**EXERCISE DESCRIPTION**
The expected response is a copy of every line in the entries below that includes the word "shared".

####################

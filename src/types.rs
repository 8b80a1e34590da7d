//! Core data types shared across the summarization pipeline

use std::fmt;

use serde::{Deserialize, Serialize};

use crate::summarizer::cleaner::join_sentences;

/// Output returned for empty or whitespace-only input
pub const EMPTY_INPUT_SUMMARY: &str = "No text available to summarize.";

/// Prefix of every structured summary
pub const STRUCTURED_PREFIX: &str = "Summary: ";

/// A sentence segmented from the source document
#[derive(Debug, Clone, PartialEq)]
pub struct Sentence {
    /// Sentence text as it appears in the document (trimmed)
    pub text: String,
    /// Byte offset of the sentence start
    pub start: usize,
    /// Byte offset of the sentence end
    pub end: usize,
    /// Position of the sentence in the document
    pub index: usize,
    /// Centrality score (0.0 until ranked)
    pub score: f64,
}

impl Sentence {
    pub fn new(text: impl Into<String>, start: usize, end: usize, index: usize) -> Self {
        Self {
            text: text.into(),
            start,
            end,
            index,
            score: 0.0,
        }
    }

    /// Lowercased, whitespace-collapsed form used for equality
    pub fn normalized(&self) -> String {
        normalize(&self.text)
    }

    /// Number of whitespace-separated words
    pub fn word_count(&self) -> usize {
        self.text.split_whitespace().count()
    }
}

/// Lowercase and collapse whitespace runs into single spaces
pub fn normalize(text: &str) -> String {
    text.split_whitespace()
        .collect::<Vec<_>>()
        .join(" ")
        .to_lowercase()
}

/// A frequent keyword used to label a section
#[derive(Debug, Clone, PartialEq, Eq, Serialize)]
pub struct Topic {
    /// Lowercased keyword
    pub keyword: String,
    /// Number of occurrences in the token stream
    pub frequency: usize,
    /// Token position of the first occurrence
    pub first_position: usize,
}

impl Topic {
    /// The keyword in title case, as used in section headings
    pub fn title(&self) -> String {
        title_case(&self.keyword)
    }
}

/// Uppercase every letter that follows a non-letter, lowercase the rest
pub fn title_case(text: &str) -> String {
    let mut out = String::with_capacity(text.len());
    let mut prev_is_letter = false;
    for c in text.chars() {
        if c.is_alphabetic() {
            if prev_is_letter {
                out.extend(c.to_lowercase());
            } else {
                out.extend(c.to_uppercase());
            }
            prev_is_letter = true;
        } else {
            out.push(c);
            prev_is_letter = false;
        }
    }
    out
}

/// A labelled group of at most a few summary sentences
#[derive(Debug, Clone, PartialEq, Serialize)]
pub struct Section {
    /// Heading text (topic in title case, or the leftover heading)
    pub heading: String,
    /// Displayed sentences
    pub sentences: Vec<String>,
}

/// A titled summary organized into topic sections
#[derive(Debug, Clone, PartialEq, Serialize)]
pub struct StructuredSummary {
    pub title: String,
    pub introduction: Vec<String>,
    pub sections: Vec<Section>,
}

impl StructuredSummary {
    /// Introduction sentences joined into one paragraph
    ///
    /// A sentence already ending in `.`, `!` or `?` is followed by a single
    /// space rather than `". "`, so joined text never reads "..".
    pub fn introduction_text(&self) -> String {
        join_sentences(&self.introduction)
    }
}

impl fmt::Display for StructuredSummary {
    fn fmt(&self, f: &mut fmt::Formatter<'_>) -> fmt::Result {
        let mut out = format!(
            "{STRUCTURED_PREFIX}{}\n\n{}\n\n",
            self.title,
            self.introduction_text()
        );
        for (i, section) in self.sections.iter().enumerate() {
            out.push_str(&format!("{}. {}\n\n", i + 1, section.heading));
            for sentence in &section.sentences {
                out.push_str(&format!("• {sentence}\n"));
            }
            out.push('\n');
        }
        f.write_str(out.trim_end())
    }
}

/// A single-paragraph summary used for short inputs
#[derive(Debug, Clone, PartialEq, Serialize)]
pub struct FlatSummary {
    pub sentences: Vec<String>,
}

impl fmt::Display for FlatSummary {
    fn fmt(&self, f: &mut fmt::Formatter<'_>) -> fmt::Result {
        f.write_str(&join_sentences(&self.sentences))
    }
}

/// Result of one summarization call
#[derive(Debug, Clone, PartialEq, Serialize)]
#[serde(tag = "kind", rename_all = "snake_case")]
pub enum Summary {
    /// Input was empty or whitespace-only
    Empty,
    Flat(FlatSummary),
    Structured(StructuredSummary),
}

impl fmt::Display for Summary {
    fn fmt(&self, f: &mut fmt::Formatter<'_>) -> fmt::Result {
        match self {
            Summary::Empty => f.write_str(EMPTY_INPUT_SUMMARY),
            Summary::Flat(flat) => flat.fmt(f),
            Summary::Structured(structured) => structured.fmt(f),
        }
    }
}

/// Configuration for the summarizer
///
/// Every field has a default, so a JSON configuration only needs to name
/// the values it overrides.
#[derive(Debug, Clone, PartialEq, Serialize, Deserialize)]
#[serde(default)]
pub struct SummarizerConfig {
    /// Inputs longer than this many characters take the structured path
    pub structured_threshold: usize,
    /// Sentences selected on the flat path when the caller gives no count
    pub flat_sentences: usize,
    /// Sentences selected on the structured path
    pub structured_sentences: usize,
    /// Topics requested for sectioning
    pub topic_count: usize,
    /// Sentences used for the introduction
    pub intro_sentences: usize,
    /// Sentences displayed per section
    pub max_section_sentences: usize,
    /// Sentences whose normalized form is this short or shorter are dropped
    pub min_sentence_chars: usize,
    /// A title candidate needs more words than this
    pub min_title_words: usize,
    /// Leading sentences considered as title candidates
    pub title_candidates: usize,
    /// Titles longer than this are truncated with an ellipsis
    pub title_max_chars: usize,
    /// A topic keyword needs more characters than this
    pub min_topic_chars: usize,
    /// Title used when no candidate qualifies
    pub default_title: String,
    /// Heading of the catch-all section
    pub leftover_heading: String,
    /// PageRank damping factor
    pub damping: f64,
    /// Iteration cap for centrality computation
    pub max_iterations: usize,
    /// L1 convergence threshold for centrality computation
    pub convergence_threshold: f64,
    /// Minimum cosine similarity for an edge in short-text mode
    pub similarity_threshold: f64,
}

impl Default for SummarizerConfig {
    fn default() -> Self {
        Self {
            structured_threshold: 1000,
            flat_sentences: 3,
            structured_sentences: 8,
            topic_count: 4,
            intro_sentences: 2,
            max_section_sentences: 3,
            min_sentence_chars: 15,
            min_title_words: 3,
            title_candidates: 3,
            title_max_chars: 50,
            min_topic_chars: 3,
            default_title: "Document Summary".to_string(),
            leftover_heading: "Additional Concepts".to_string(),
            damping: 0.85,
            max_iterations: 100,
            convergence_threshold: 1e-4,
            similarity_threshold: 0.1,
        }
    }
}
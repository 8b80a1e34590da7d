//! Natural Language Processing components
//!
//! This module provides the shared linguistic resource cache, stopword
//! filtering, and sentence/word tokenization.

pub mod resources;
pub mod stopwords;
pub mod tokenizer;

####################

**RESULT OF THIS TASK**
//! Core data types shared across the summarization pipeline
//! This module provides the shared linguistic resource cache, stopword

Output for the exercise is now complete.